===== Source information

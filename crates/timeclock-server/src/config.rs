//! Environment configuration.

use std::path::PathBuf;

use timeclock_assistant::openai::{DEFAULT_BASE_URL, DEFAULT_MODEL};

const DEFAULT_HOST: &str = "0.0.0.0";
const DEFAULT_PORT: u16 = 5000;
const DEFAULT_ENVIRONMENT: &str = "development";

/// Configuration error.
#[derive(Debug, thiserror::Error)]
pub enum ConfigError {
    #[error("PORT must be a port number, got {0:?}")]
    InvalidPort(String),
}

/// Server configuration.
#[derive(Debug, Clone, PartialEq, Eq)]
pub struct Config {
    pub host: String,
    pub port: u16,
    /// Environment name (`development`, `production`, ...).
    pub environment: String,
    /// Accepted for compatibility; storage is always in-memory.
    pub database_url: Option<String>,
    pub openai_api_key: Option<String>,
    pub openai_base_url: String,
    pub openai_model: String,
    /// Built front-end to serve next to the API.
    pub static_dir: Option<PathBuf>,
}

/// Outcome of [`Config::validate`].
#[derive(Debug, Default, Clone, PartialEq, Eq)]
pub struct ConfigReport {
    pub warnings: Vec<String>,
}

impl ConfigReport {
    #[must_use]
    pub fn has_warnings(&self) -> bool {
        !self.warnings.is_empty()
    }
}

impl Config {
    /// Read configuration from the process environment.
    ///
    /// # Errors
    /// Returns error if a variable is set to an unusable value.
    pub fn from_env() -> Result<Self, ConfigError> {
        Self::from_lookup(|key| std::env::var(key).ok())
    }

    /// Read configuration through `lookup`; empty values count as unset.
    ///
    /// # Errors
    /// Returns error if a variable is set to an unusable value.
    pub fn from_lookup(lookup: impl Fn(&str) -> Option<String>) -> Result<Self, ConfigError> {
        let get = |key: &str| lookup(key).filter(|v| !v.trim().is_empty());

        let port = match get("PORT") {
            Some(raw) => raw
                .trim()
                .parse::<u16>()
                .map_err(|_| ConfigError::InvalidPort(raw.clone()))?,
            None => DEFAULT_PORT,
        };

        Ok(Self {
            host: get("HOST").unwrap_or_else(|| DEFAULT_HOST.to_string()),
            port,
            environment: get("APP_ENV")
                .or_else(|| get("NODE_ENV"))
                .unwrap_or_else(|| DEFAULT_ENVIRONMENT.to_string()),
            database_url: get("DATABASE_URL"),
            openai_api_key: get("OPENAI_API_KEY"),
            openai_base_url: get("OPENAI_BASE_URL").unwrap_or_else(|| DEFAULT_BASE_URL.to_string()),
            openai_model: get("OPENAI_MODEL").unwrap_or_else(|| DEFAULT_MODEL.to_string()),
            static_dir: get("STATIC_DIR").map(PathBuf::from),
        })
    }

    /// Check for degraded functionality. Never fails.
    #[must_use]
    pub fn validate(&self) -> ConfigReport {
        let mut report = ConfigReport::default();

        if self.database_url.is_none() {
            report
                .warnings
                .push("DATABASE_URL not provided. Using in-memory storage.".to_string());
        }
        if self.openai_api_key.is_none() {
            report
                .warnings
                .push("OPENAI_API_KEY not provided. Chat functionality will be limited.".to_string());
        }
        if let Some(dir) = &self.static_dir {
            if !dir.is_dir() {
                report.warnings.push(format!(
                    "STATIC_DIR {} is not a directory. Static files will not be served.",
                    dir.display()
                ));
            }
        }

        report
    }

    /// Address to bind, as `host:port`.
    #[must_use]
    pub fn bind_addr(&self) -> String {
        format!("{}:{}", self.host, self.port)
    }

    /// The static directory, if it exists.
    #[must_use]
    pub fn served_static_dir(&self) -> Option<&PathBuf> {
        self.static_dir.as_ref().filter(|dir| dir.is_dir())
    }
}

==========

Your task is to reproduce all the data exactly as shown.

filename crates/timeclock-server/src/config.rs
//! Environment configuration.

use std::path::PathBuf;

use timeclock_assistant::openai::{DEFAULT_BASE_URL, DEFAULT_MODEL};

const DEFAULT_HOST: &str = "0.0.0.0";
const DEFAULT_PORT: u16 = 5000;
const DEFAULT_ENVIRONMENT: &str = "development";

/// Configuration error.
#[derive(Debug, thiserror::Error)]
pub enum ConfigError {
    #[error("PORT must be a port number, got {0:?}")]
    InvalidPort(String),
}

/// Server configuration.
#[derive(Debug, Clone, PartialEq, Eq)]
pub struct Config {
    pub host: String,
    pub port: u16,
    /// Environment name (`development`, `production`, ...).
    pub environment: String,
    /// Accepted for compatibility; storage is always in-memory.
    pub database_url: Option<String>,
    pub openai_api_key: Option<String>,
    pub openai_base_url: String,
    pub openai_model: String,
    /// Built front-end to serve next to the API.
    pub static_dir: Option<PathBuf>,
}

/// Outcome of [`Config::validate`].
#[derive(Debug, Default, Clone, PartialEq, Eq)]
pub struct ConfigReport {
    pub warnings: Vec<String>,
}

impl ConfigReport {
    #[must_use]
    pub fn has_warnings(&self) -> bool {
        !self.warnings.is_empty()
    }
}

impl Config {
    /// Read configuration from the process environment.
    ///
    /// # Errors
    /// Returns error if a variable is set to an unusable value.
    pub fn from_env() -> Result<Self, ConfigError> {
        Self::from_lookup(|key| std::env::var(key).ok())
    }

    /// Read configuration through `lookup`; empty values count as unset.
    ///
    /// # Errors
    /// Returns error if a variable is set to an unusable value.
    pub fn from_lookup(lookup: impl Fn(&str) -> Option<String>) -> Result<Self, ConfigError> {
        let get = |key: &str| lookup(key).filter(|v| !v.trim().is_empty());

        let port = match get("PORT") {
            Some(raw) => raw
                .trim()
                .parse::<u16>()
                .map_err(|_| ConfigError::InvalidPort(raw.clone()))?,
            None => DEFAULT_PORT,
        };

        Ok(Self {
            host: get("HOST").unwrap_or_else(|| DEFAULT_HOST.to_string()),
            port,
            environment: get("APP_ENV")
                .or_else(|| get("NODE_ENV"))
                .unwrap_or_else(|| DEFAULT_ENVIRONMENT.to_string()),
            database_url: get("DATABASE_URL"),
            openai_api_key: get("OPENAI_API_KEY"),
            openai_base_url: get("OPENAI_BASE_URL").unwrap_or_else(|| DEFAULT_BASE_URL.to_string()),
            openai_model: get("OPENAI_MODEL").unwrap_or_else(|| DEFAULT_MODEL.to_string()),
            static_dir: get("STATIC_DIR").map(PathBuf::from),
        })
    }

    /// Check for degraded functionality. Never fails.
    #[must_use]
    pub fn validate(&self) -> ConfigReport {
        let mut report = ConfigReport::default();

        if self.database_url.is_none() {
            report
                .warnings
                .push("DATABASE_URL not provided. Using in-memory storage.".to_string());
        }
        if self.openai_api_key.is_none() {
            report
                .warnings
                .push("OPENAI_API_KEY not provided. Chat functionality will be limited.".to_string());
        }
        if let Some(dir) = &self.static_dir {
            if !dir.is_dir() {
                report.warnings.push(format!(
                    "STATIC_DIR {} is not a directory. Static files will not be served.",
                    dir.display()
                ));
            }
        }

        report
    }

    /// Address to bind, as `host:port`.
    #[must_use]
    pub fn bind_addr(&self) -> String {
        format!("{}:{}", self.host, self.port)
    }

    /// The static directory, if it exists.
    #[must_use]
    pub fn served_static_dir(&self) -> Option<&PathBuf> {
        self.static_dir.as_ref().filter(|dir| dir.is_dir())
    }
}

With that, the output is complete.